TikTok Duets Are Reviving the Exquisite Corpse
A century later, TikTok is also, to some, seen as a childish distraction, or worse. But to others, it’s an incredible tool. “I think if André Breton were living today, he would turn on TikTok and be blown away with the mechanical aspect—the idea that there’s a system for generating these images so that it’s done automatically, which could have some kind of resonance with automatic writing and therefore tapping pure thought rather than preconceived conventional ideas,” says Susan Laxton, a professor of art history at UC Riverside and the author of Surrealism at Play.
The platform, thanks to its duetting and stitching functions, automates a lot of what the Surrealists were doing. It’s not exactly an exquisite corpse, since TikTok records the entire genealogy of any given work, and there is a want for continuity with what others have contributed before. But there is a similar spirit of spontaneous collaboration, and a kindred quest for the absurd. Grocery Store: A New Musical’s voices are automatic doors and produce misters. They may be singing in harmony, but they’re far off-script from the story Mertzlufft started.
The most bizarre, collaborative TikToks, Laxton notes, echo other creative movements. In the 1950s, the American artist Allan Kaprow brought together poetry, dance, theater, music, painting, and other disciplines into single performances he called “happenings,” which often encouraged audience participation. TikTok does the same, just digitally. Real-time, but not live performance. Public art, but on a platform. And, to Mertzlufft’s point, it’s got a bit of improv theater too. If TikTok were looking for a new catchphrase, Mertzlufft jokes, “it’d be: ‘Yes, and … for Gen Z.’”
To be clear: TikTok is not the Met. It’s a global social media company fueled by algorithms and ads. And yet, as Lizzy Hale, TikTok’s senior manager for content, notes, the app’s users are “creating this new form of entertainment and art that you’re not seeing on any other platforms.” When you’re working in a new medium, with new tools, convincing the cultural establishment of your worth takes time. Just ask André Breton.

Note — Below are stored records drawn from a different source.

use crate::foundation::core::Rgba8;

/// Parse a CSS color string as stored in scene documents.
///
/// Accepted forms: `#rgb`, `#rrggbb`, `#rrggbbaa`, `rgb(r, g, b)`, `rgba(r, g, b, a)`,
/// `hsl(h, s%, l%)`, `hsla(h, s%, l%, a)`, `transparent` and a handful of named colors.
pub fn parse_css_color(s: &str) -> Result<Rgba8, String> {
    let s = s.trim();
    if s.is_empty() {
        return Err("empty color string".to_owned());
    }
    if let Some(hex) = s.strip_prefix('#') {
        return parse_hex(hex);
    }

    let lower = s.to_ascii_lowercase();
    if let Some(args) = function_args(&lower, "rgba").or_else(|| function_args(&lower, "rgb")) {
        return parse_rgb_args(&args);
    }
    if let Some(args) = function_args(&lower, "hsla").or_else(|| function_args(&lower, "hsl")) {
        return parse_hsl_args(&args);
    }

    named(&lower).ok_or_else(|| format!("unrecognized color \"{s}\""))
}

/// Parse `s` or fall back to `default`, logging the rejected value.
pub fn css_color_or(s: Option<&str>, default: Rgba8) -> Rgba8 {
    let Some(s) = s else {
        return default;
    };
    match parse_css_color(s) {
        Ok(c) => c,
        Err(e) => {
            tracing::warn!(color = s, error = %e, "unparsable color, using default");
            default
        }
    }
}

fn function_args(s: &str, name: &str) -> Option<Vec<String>> {
    let rest = s.strip_prefix(name)?.trim_start();
    let inner = rest.strip_prefix('(')?.strip_suffix(')')?;
    Some(
        inner
            .split([',', ' ', '/'])
            .map(str::trim)
            .filter(|p| !p.is_empty())
            .map(str::to_owned)
            .collect(),
    )
}

fn parse_hex(hex: &str) -> Result<Rgba8, String> {
    fn hex_byte(pair: &str) -> Result<u8, String> {
        u8::from_str_radix(pair, 16).map_err(|_| format!("invalid hex byte \"{pair}\""))
    }
    fn hex_nibble(c: &str) -> Result<u8, String> {
        let v = u8::from_str_radix(c, 16).map_err(|_| format!("invalid hex digit \"{c}\""))?;
        Ok(v * 17)
    }

    if !hex.is_ascii() {
        return Err("hex color must be ascii".to_owned());
    }

    match hex.len() {
        3 | 4 => {
            let r = hex_nibble(&hex[0..1])?;
            let g = hex_nibble(&hex[1..2])?;
            let b = hex_nibble(&hex[2..3])?;
            let a = if hex.len() == 4 {
                hex_nibble(&hex[3..4])?
            } else {
                255
            };
            Ok(Rgba8::rgba(r, g, b, a))
        }
        6 | 8 => {
            let r = hex_byte(&hex[0..2])?;
            let g = hex_byte(&hex[2..4])?;
            let b = hex_byte(&hex[4..6])?;
            let a = if hex.len() == 8 {
                hex_byte(&hex[6..8])?
            } else {
                255
            };
            Ok(Rgba8::rgba(r, g, b, a))
        }
        _ => Err("hex color must be #rgb, #rgba, #rrggbb or #rrggbbaa".to_owned()),
    }
}

fn channel(part: &str) -> Result<u8, String> {
    let v = if let Some(pct) = part.strip_suffix('%') {
        let p: f64 = pct.parse().map_err(|_| format!("invalid channel \"{part}\""))?;
        p / 100.0 * 255.0
    } else {
        part.parse::<f64>()
            .map_err(|_| format!("invalid channel \"{part}\""))?
    };
    Ok(v.round().clamp(0.0, 255.0) as u8)
}

fn alpha(part: Option<&String>) -> Result<u8, String> {
    let Some(part) = part else {
        return Ok(255);
    };
    let v = if let Some(pct) = part.strip_suffix('%') {
        pct.parse::<f64>()
            .map_err(|_| format!("invalid alpha \"{part}\""))?
            / 100.0
    } else {
        part.parse::<f64>()
            .map_err(|_| format!("invalid alpha \"{part}\""))?
    };
    Ok((v.clamp(0.0, 1.0) * 255.0).round() as u8)
}

fn parse_rgb_args(args: &[String]) -> Result<Rgba8, String> {
    if args.len() != 3 && args.len() != 4 {
        return Err("rgb()/rgba() takes 3 or 4 components".to_owned());
    }
    Ok(Rgba8::rgba(
        channel(&args[0])?,
        channel(&args[1])?,
        channel(&args[2])?,
        alpha(args.get(3))?,
    ))
}

fn parse_hsl_args(args: &[String]) -> Result<Rgba8, String> {
    if args.len() != 3 && args.len() != 4 {
        return Err("hsl()/hsla() takes 3 or 4 components".to_owned());
    }
    let num = |p: &str| -> Result<f64, String> {
        p.trim_end_matches("deg")
            .trim_end_matches('%')
            .parse::<f64>()
            .map_err(|_| format!("invalid hsl component \"{p}\""))
    };
    let h = num(&args[0])?;
    let s = num(&args[1])? / 100.0;
    let l = num(&args[2])? / 100.0;
    let [r, g, b] = hsl_to_rgb(h, s, l);
    let to_u8 = |x: f64| (x.clamp(0.0, 1.0) * 255.0).round() as u8;
    Ok(Rgba8::rgba(to_u8(r), to_u8(g), to_u8(b), alpha(args.get(3))?))
}

fn hsl_to_rgb(h: f64, s: f64, l: f64) -> [f64; 3] {
    let h = (h % 360.0 + 360.0) % 360.0 / 360.0;
    let s = s.clamp(0.0, 1.0);
    let l = l.clamp(0.0, 1.0);

    if s == 0.0 {
        return [l, l, l];
    }

    fn hue_to_rgb(p: f64, q: f64, mut t: f64) -> f64 {
        if t < 0.0 {
            t += 1.0;
        }
        if t > 1.0 {
            t -= 1.0;
        }
        if t < 1.0 / 6.0 {
            return p + (q - p) * 6.0 * t;
        }
        if t < 1.0 / 2.0 {
            return q;
        }
        if t < 2.0 / 3.0 {
            return p + (q - p) * (2.0 / 3.0 - t) * 6.0;
        }
        p
    }

    let q = if l < 0.5 {
        l * (1.0 + s)
    } else {
        l + s - l * s
    };
    let p = 2.0 * l - q;
    [
        hue_to_rgb(p, q, h + 1.0 / 3.0),
        hue_to_rgb(p, q, h),
        hue_to_rgb(p, q, h - 1.0 / 3.0),
    ]
}

fn named(s: &str) -> Option<Rgba8> {
    let c = match s {
        "transparent" => Rgba8::TRANSPARENT,
        "black" => Rgba8::BLACK,
        "white" => Rgba8::WHITE,
        "red" => Rgba8::rgba(255, 0, 0, 255),
        "green" => Rgba8::rgba(0, 128, 0, 255),
        "lime" => Rgba8::rgba(0, 255, 0, 255),
        "blue" => Rgba8::rgba(0, 0, 255, 255),
        "yellow" => Rgba8::rgba(255, 255, 0, 255),
        "orange" => Rgba8::rgba(255, 165, 0, 255),
        "cyan" | "aqua" => Rgba8::rgba(0, 255, 255, 255),
        "magenta" | "fuchsia" => Rgba8::rgba(255, 0, 255, 255),
        "gray" | "grey" => Rgba8::rgba(128, 128, 128, 255),
        "silver" => Rgba8::rgba(192, 192, 192, 255),
        "purple" => Rgba8::rgba(128, 0, 128, 255),
        _ => return None,
    };
    Some(c)
}

#[cfg(test)]
#[path = "../../tests/unit/foundation/color.rs"]
mod tests;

“My general take on TikTok and art—and social media and art in general—is that it really bears a lot of resemblance to street art and street performance,” says An Xiao Mina, author of Memes to Movements: How the World’s Most Viral Media Is Changing Social Protest and Power. “Especially during the pandemic, social media is where we do public right now.” There is, Mina notes, something guerrilla about what’s being created on TikTok; it’s often made on the fly and designed to be infinitely remixable. “When I think about the history of street art and street performance, there is also this kind of contention: Is it art? In what way is it art, and what is valid about it?”
For the record, Mina rejects those questions. Not because she doesn’t find validity in the work on TikTok, but rather, she says, because “the word ‘art’ can be so loaded.” Calling something “art” leads to arguments about gatekeeping and whether art is something academic and institutional, or something local and organic, created for the community. Or both. These arguments, though, don’t really address the artistic value of TikToks, or their contents. “I often just refer to this as ‘creative expression’ or ‘media creation,’” Mina says. By doing so, it’s easier to compare it to other works and see how their merits align.

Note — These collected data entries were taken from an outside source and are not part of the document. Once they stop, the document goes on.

use std::collections::BTreeMap;

use smallvec::SmallVec;

use crate::{
    assets::loader::{LoadJob, LoadKind},
    foundation::{
        color::parse_css_color,
        core::{Canvas, OriginX, OriginY, Placement, Rgba8},
        error::{ThemeError, ThemeResult},
    },
    scene::{
        document::{CanvasShape, PrimitiveDoc, SceneDocument},
        graph::{CircleClip, Scene},
        node::{ImageNode, Node, NodeKind, Paint, TextAlign, TextStyle},
    },
    sprite::decode::SpriteLimits,
    theme::item::{ShowType, ThemeItem},
};

/// Largest canvas edge the rasterizer accepts.
pub const MAX_CANVAS_EDGE: u32 = u16::MAX as u32;

/// Knobs that affect scene construction.
#[derive(Clone, Copy, Debug, Default, PartialEq)]
pub struct LoadOptions {
    /// Duration cap for rebuilt animations.
    pub sprite_max_duration_ms: Option<f64>,
}

/// A validated live scene plus the asset work it needs.
#[derive(Debug)]
pub struct LoadedScene {
    /// Scene ready for ticks and paints.
    pub scene: Scene,
    /// Image and sprite loads to submit.
    pub jobs: Vec<LoadJob>,
    /// Custom fonts to register, family -> encoded bytes.
    pub custom_fonts: BTreeMap<String, String>,
}

/// Validate a (migrated) document and build the live scene.
///
/// Every data-bound primitive must have the shape its `showType` requires; violations fail the
/// whole load with [`ThemeError::InvalidScene`] instead of surfacing later inside a tick.
#[tracing::instrument(level = "debug", skip_all)]
pub fn build_scene(doc: &SceneDocument, opts: &LoadOptions) -> ThemeResult<LoadedScene> {
    let (canvas, clip) = canvas_setup(doc)?;
    let body = doc
        .canvas_json
        .as_ref()
        .ok_or_else(|| ThemeError::invalid_scene("document has no canvasJSON"))?;

    let mut scene = Scene::new(canvas, clip);
    scene.set_background(
        body.background
            .as_ref()
            .and_then(|v| v.as_str())
            .and_then(|s| parse_css_color(s).ok()),
    );

    let limits = SpriteLimits {
        max_width: Some(canvas.width),
        max_height: Some(canvas.height),
        max_duration_ms: opts.sprite_max_duration_ms,
    };

    let mut jobs = Vec::new();
    for (i, obj) in body.objects.iter().enumerate() {
        let path = format!("objects[{i}]");
        let node = build_node(obj, &path)?;
        let item = parse_item(obj, &path)?;
        if let Some(item) = item.as_ref().filter(|it| it.is_bound()) {
            validate_shape(&node, item, &path)?;
        }

        let animated = item
            .as_ref()
            .and_then(ThemeItem::animated_media)
            .map(|m| m.src.clone());
        let static_src = node
            .image()
            .map(|img| img.source.clone())
            .filter(|s| !s.trim().is_empty());
        let id = scene.insert(node, item);

        if let Some(src) = animated {
            jobs.extend(scene.begin_load(id, src, LoadKind::Sprite(limits), None));
            if let Some(src) = static_src {
                jobs.extend(scene.begin_load(id, src, LoadKind::Preview, None));
            }
        } else if let Some(src) = static_src {
            jobs.extend(scene.begin_load(
                id,
                src,
                LoadKind::Static { adopt_size: false },
                None,
            ));
        }
    }

    tracing::info!(
        width = canvas.width,
        height = canvas.height,
        nodes = scene.len(),
        bound = scene.bound_ids().len(),
        loads = jobs.len(),
        "scene built"
    );
    Ok(LoadedScene {
        scene,
        jobs,
        custom_fonts: doc.custom_fonts.clone(),
    })
}

fn canvas_setup(doc: &SceneDocument) -> ThemeResult<(Canvas, Option<CircleClip>)> {
    fn edge(v: f64, what: &str) -> ThemeResult<u32> {
        if !v.is_finite() || v < 1.0 || v > f64::from(MAX_CANVAS_EDGE) {
            return Err(ThemeError::invalid_scene(format!(
                "{what} must be within 1..={MAX_CANVAS_EDGE}, got {v}"
            )));
        }
        Ok(v.round() as u32)
    }

    match doc.shape {
        CanvasShape::Rect => Ok((
            Canvas {
                width: edge(doc.width, "width")?,
                height: edge(doc.height, "height")?,
            },
            None,
        )),
        CanvasShape::Circle => {
            let d = edge(doc.radius * 2.0, "circle diameter")?;
            Ok((
                Canvas {
                    width: d,
                    height: d,
                },
                Some(CircleClip {
                    cx: doc.radius,
                    cy: doc.radius,
                    radius: doc.radius,
                }),
            ))
        }
    }
}

fn parse_item(obj: &PrimitiveDoc, path: &str) -> ThemeResult<Option<ThemeItem>> {
    let Some(data) = obj.data.as_ref().filter(|d| d.is_object()) else {
        return Ok(None);
    };
    let Some(tag) = data.get("showType") else {
        return Ok(None);
    };
    let tag = tag.as_str().unwrap_or_default();
    if ShowType::parse(tag).is_none() {
        return Err(ThemeError::invalid_scene(format!(
            "{path}: unrecognized showType '{tag}'"
        )));
    }
    serde_json::from_value::<ThemeItem>(data.clone())
        .map(Some)
        .map_err(|e| ThemeError::invalid_scene(format!("{path}: bad item data: {e}")))
}

fn validate_shape(node: &Node, item: &ThemeItem, path: &str) -> ThemeResult<()> {
    let ok = match item.show_type {
        ShowType::Text => matches!(node.kind, NodeKind::Text { .. }),
        ShowType::BarChart => two_layer(node, |k| matches!(k, NodeKind::Rect { .. })),
        ShowType::DonutChart => two_layer(node, |k| matches!(k, NodeKind::Circle { .. })),
        ShowType::Image => node.image().is_some_and(|img| {
            !img.source.trim().is_empty()
                || item.animated_media().is_some()
                || item.is_weather_icon()
        }),
    };
    if ok {
        return Ok(());
    }
    let want = match item.show_type {
        ShowType::Text => "a text primitive",
        ShowType::BarChart => "a group of two rects",
        ShowType::DonutChart => "a group of two circles",
        ShowType::Image => "an image with a source",
    };
    Err(ThemeError::invalid_scene(format!(
        "{path}: {:?} node for {}/{} must be {want}, found {}",
        item.show_type,
        item.sensor,
        item.attribute,
        node.kind_name()
    )))
}

fn two_layer(node: &Node, layer: impl Fn(&NodeKind) -> bool) -> bool {
    node.children()
        .is_some_and(|c| c.len() >= 2 && layer(&c[0].kind) && layer(&c[1].kind))
}

fn build_node(obj: &PrimitiveDoc, path: &str) -> ThemeResult<Node> {
    let mut placement = placement_of(obj);
    let mut paint = Paint {
        fill: paint_color(&obj.fill, Some(Rgba8::BLACK)),
        stroke: paint_color(&obj.stroke, None),
        stroke_width: obj.stroke_width.filter(|w| w.is_finite() && *w >= 0.0).unwrap_or(1.0),
        dash: obj
            .stroke_dash_array
            .as_deref()
            .map(|d| d.iter().copied().filter(|v| v.is_finite() && *v >= 0.0).collect())
            .unwrap_or_else(SmallVec::new),
    };

    let kind = match obj.kind.as_str() {
        "rect" => NodeKind::Rect {
            rx: obj.rx.unwrap_or(0.0),
            ry: obj.ry.unwrap_or(0.0),
        },
        "circle" => {
            let radius = obj.radius.unwrap_or(placement.width / 2.0).max(0.0);
            if placement.width <= 0.0 {
                placement.width = radius * 2.0;
            }
            if placement.height <= 0.0 {
                placement.height = radius * 2.0;
            }
            NodeKind::Circle {
                radius,
                start_angle: obj.start_angle.unwrap_or(0.0),
                end_angle: obj.end_angle.unwrap_or(360.0),
            }
        }
        "text" | "i-text" | "textbox" => {
            let style = TextStyle {
                font_family: obj.font_family.clone().unwrap_or_default(),
                font_size: obj.font_size.filter(|s| *s > 0.0).unwrap_or(40.0),
                fill: paint.fill.unwrap_or(Rgba8::TRANSPARENT),
                background: paint_color(&obj.background_color, None),
                align: match obj.text_align.as_deref() {
                    Some("center") => TextAlign::Center,
                    Some("right") => TextAlign::Right,
                    _ => TextAlign::Left,
                },
                wrap: obj.kind == "textbox",
            };
            paint.fill = None;
            NodeKind::Text {
                text: obj.text.clone().unwrap_or_default(),
                style,
            }
        }
        "image" => NodeKind::Image(ImageNode::new(obj.src.clone().unwrap_or_default())),
        "group" => {
            let children = obj
                .objects
                .as_deref()
                .unwrap_or_default()
                .iter()
                .enumerate()
                .map(|(i, child)| build_node(child, &format!("{path}.objects[{i}]")))
                .collect::<ThemeResult<Vec<_>>>()?;
            NodeKind::Group { children }
        }
        other => {
            return Err(ThemeError::invalid_scene(format!(
                "{path}: unsupported primitive type '{other}'"
            )));
        }
    };

    Ok(Node {
        name: obj.name.clone(),
        placement,
        paint,
        kind,
    })
}

fn placement_of(obj: &PrimitiveDoc) -> Placement {
    Placement {
        left: obj.left,
        top: obj.top,
        width: obj.width.max(0.0),
        height: obj.height.max(0.0),
        scale_x: obj.scale_x.unwrap_or(1.0),
        scale_y: obj.scale_y.unwrap_or(1.0),
        angle_deg: obj.angle,
        origin_x: match origin(&obj.origin_x) {
            Some(0) | None => OriginX::Left,
            Some(1) => OriginX::Center,
            Some(_) => OriginX::Right,
        },
        origin_y: match origin(&obj.origin_y) {
            Some(0) | None => OriginY::Top,
            Some(1) => OriginY::Center,
            Some(_) => OriginY::Bottom,
        },
        opacity: obj.opacity.unwrap_or(1.0).clamp(0.0, 1.0),
        visible: obj.visible.unwrap_or(true),
    }
}

// 0 = start edge, 1 = center, 2 = end edge.
fn origin(v: &Option<serde_json::Value>) -> Option<u8> {
    match v.as_ref()? {
        serde_json::Value::String(s) => match s.as_str() {
            "left" | "top" => Some(0),
            "center" => Some(1),
            "right" | "bottom" => Some(2),
            _ => None,
        },
        serde_json::Value::Number(n) => {
            let f = n.as_f64()?;
            Some(if f <= 0.25 {
                0
            } else if f < 0.75 {
                1
            } else {
                2
            })
        }
        _ => None,
    }
}

fn paint_color(v: &Option<serde_json::Value>, default: Option<Rgba8>) -> Option<Rgba8> {
    match v {
        None => default,
        Some(serde_json::Value::Null) => None,
        Some(serde_json::Value::String(s)) if s.trim().is_empty() => None,
        Some(serde_json::Value::String(s)) => match parse_css_color(s) {
            Ok(c) if c.is_invisible() => None,
            Ok(c) => Some(c),
            Err(e) => {
                tracing::warn!(color = %s, error = %e, "unparsable color, using default");
                default
            }
        },
        Some(_) => {
            tracing::debug!("non-solid paint is rendered with the default color");
            default
        }
    }
}

#[cfg(test)]
#[path = "../../tests/unit/scene/load.rs"]
mod tests;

Art, creation, whatever it’s called—it’s always been shaped by the tools available at the time. Anything can become a platform for expression. In the 1960s, for example, Fluxus made and sent their works in the mail, turning the Postal Service into a platform for creation the way TikTok is now. In the ’70s, many artists with limited means churned out video art, largely working on their own. A response to the avant-garde films of the 1960s, which had full sets and actors, these pieces were edgy and made on the cheap, usually with a (newly affordable) video camera and the artist’s own body as the subject. Video art was made for galleries and art spaces, not theaters, so the length was more attuned to the 30 or so seconds people will spend looking at something on a wall, says Jon Ippolito, a new media professor at the University of Maine.